Stored items:
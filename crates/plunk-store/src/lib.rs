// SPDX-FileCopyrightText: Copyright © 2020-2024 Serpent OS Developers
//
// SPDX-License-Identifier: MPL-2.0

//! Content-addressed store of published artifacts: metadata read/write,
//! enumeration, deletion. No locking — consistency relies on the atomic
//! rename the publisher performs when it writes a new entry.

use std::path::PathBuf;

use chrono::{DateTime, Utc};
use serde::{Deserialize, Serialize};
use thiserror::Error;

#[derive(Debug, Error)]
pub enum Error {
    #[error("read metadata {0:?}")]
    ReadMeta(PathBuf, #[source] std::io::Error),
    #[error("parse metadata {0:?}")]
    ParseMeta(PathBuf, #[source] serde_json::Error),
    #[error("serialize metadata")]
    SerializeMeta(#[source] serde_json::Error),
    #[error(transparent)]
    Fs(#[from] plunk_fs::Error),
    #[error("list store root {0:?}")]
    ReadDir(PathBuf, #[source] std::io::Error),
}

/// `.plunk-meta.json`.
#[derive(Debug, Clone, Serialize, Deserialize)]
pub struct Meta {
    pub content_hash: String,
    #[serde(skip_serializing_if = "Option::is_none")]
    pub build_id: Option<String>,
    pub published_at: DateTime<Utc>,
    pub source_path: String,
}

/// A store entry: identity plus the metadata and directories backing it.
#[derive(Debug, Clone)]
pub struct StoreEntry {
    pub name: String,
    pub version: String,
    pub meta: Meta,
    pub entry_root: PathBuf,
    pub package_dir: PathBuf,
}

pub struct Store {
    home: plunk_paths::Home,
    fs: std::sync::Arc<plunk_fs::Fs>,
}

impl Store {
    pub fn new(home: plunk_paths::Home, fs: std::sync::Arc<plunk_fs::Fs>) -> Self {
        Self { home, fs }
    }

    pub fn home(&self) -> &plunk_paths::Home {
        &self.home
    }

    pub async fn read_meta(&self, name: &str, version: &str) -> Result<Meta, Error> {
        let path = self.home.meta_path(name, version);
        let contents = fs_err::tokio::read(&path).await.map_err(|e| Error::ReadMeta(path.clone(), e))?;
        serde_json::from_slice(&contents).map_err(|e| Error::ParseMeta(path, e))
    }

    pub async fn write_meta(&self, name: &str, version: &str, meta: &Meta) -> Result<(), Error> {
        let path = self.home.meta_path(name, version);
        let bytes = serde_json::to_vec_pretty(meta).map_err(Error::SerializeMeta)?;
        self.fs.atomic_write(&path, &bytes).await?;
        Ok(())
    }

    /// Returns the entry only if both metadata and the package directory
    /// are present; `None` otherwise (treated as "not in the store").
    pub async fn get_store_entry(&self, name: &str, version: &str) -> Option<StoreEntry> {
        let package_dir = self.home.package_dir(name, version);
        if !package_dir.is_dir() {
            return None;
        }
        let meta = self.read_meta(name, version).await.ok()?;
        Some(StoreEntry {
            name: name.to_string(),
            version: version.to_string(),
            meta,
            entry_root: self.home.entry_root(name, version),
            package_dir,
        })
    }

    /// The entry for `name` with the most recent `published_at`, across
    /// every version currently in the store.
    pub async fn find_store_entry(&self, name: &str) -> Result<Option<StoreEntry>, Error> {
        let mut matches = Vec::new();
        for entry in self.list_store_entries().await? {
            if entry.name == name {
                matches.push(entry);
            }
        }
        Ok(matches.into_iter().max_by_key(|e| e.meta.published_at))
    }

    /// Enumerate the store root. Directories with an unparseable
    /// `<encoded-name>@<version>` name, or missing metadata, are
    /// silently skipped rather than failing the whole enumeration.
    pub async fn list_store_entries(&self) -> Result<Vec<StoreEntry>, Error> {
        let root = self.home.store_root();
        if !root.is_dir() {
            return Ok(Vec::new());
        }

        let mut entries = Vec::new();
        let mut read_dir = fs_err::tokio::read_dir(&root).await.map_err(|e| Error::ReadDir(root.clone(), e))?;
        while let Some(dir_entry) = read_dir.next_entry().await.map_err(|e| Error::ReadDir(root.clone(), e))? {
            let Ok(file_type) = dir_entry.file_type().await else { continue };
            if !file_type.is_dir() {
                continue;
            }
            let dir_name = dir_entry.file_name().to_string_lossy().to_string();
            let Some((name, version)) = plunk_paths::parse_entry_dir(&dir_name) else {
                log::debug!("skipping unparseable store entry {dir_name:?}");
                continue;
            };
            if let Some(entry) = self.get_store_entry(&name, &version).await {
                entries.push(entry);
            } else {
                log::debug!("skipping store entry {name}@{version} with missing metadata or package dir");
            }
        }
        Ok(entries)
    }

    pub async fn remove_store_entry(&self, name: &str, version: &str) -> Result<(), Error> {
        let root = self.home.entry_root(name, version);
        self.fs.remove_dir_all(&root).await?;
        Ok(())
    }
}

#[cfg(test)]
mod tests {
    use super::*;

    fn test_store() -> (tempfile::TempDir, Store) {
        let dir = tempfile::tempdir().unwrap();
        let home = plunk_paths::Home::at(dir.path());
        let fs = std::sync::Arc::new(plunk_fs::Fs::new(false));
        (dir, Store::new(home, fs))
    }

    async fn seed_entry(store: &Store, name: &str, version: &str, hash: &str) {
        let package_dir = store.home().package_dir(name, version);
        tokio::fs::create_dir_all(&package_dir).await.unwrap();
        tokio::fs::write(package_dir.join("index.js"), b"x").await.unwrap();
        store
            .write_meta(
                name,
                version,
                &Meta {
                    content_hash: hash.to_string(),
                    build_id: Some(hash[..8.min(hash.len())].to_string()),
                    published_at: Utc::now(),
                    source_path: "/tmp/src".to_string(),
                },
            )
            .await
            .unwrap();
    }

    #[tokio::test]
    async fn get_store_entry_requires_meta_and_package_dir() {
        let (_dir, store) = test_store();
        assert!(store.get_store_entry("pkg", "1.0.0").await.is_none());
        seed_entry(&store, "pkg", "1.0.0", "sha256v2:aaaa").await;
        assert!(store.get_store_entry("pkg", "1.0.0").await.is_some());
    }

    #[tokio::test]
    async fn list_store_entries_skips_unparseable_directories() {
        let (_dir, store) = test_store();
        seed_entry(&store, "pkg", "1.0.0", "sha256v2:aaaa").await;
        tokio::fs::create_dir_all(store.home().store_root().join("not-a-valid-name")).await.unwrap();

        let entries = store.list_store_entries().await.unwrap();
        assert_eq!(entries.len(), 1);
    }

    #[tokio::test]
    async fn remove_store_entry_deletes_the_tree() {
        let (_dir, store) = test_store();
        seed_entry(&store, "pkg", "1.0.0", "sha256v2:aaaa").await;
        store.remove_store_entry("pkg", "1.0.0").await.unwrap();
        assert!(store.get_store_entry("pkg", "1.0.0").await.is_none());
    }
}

● **How to complete this task**:
The lines to reproduce run from the one that contains "#[cfg(test)]" through the last line above; copy them exactly.

● **Task solution**:
#[cfg(test)]
mod tests {
    use super::*;

    fn test_store() -> (tempfile::TempDir, Store) {
        let dir = tempfile::tempdir().unwrap();
        let home = plunk_paths::Home::at(dir.path());
        let fs = std::sync::Arc::new(plunk_fs::Fs::new(false));
        (dir, Store::new(home, fs))
    }

    async fn seed_entry(store: &Store, name: &str, version: &str, hash: &str) {
        let package_dir = store.home().package_dir(name, version);
        tokio::fs::create_dir_all(&package_dir).await.unwrap();
        tokio::fs::write(package_dir.join("index.js"), b"x").await.unwrap();
        store
            .write_meta(
                name,
                version,
                &Meta {
                    content_hash: hash.to_string(),
                    build_id: Some(hash[..8.min(hash.len())].to_string()),
                    published_at: Utc::now(),
                    source_path: "/tmp/src".to_string(),
                },
            )
            .await
            .unwrap();
    }

    #[tokio::test]
    async fn get_store_entry_requires_meta_and_package_dir() {
        let (_dir, store) = test_store();
        assert!(store.get_store_entry("pkg", "1.0.0").await.is_none());
        seed_entry(&store, "pkg", "1.0.0", "sha256v2:aaaa").await;
        assert!(store.get_store_entry("pkg", "1.0.0").await.is_some());
    }

    #[tokio::test]
    async fn list_store_entries_skips_unparseable_directories() {
        let (_dir, store) = test_store();
        seed_entry(&store, "pkg", "1.0.0", "sha256v2:aaaa").await;
        tokio::fs::create_dir_all(store.home().store_root().join("not-a-valid-name")).await.unwrap();

        let entries = store.list_store_entries().await.unwrap();
        assert_eq!(entries.len(), 1);
    }

    #[tokio::test]
    async fn remove_store_entry_deletes_the_tree() {
        let (_dir, store) = test_store();
        seed_entry(&store, "pkg", "1.0.0", "sha256v2:aaaa").await;
        store.remove_store_entry("pkg", "1.0.0").await.unwrap();
        assert!(store.get_store_entry("pkg", "1.0.0").await.is_none());
    }
}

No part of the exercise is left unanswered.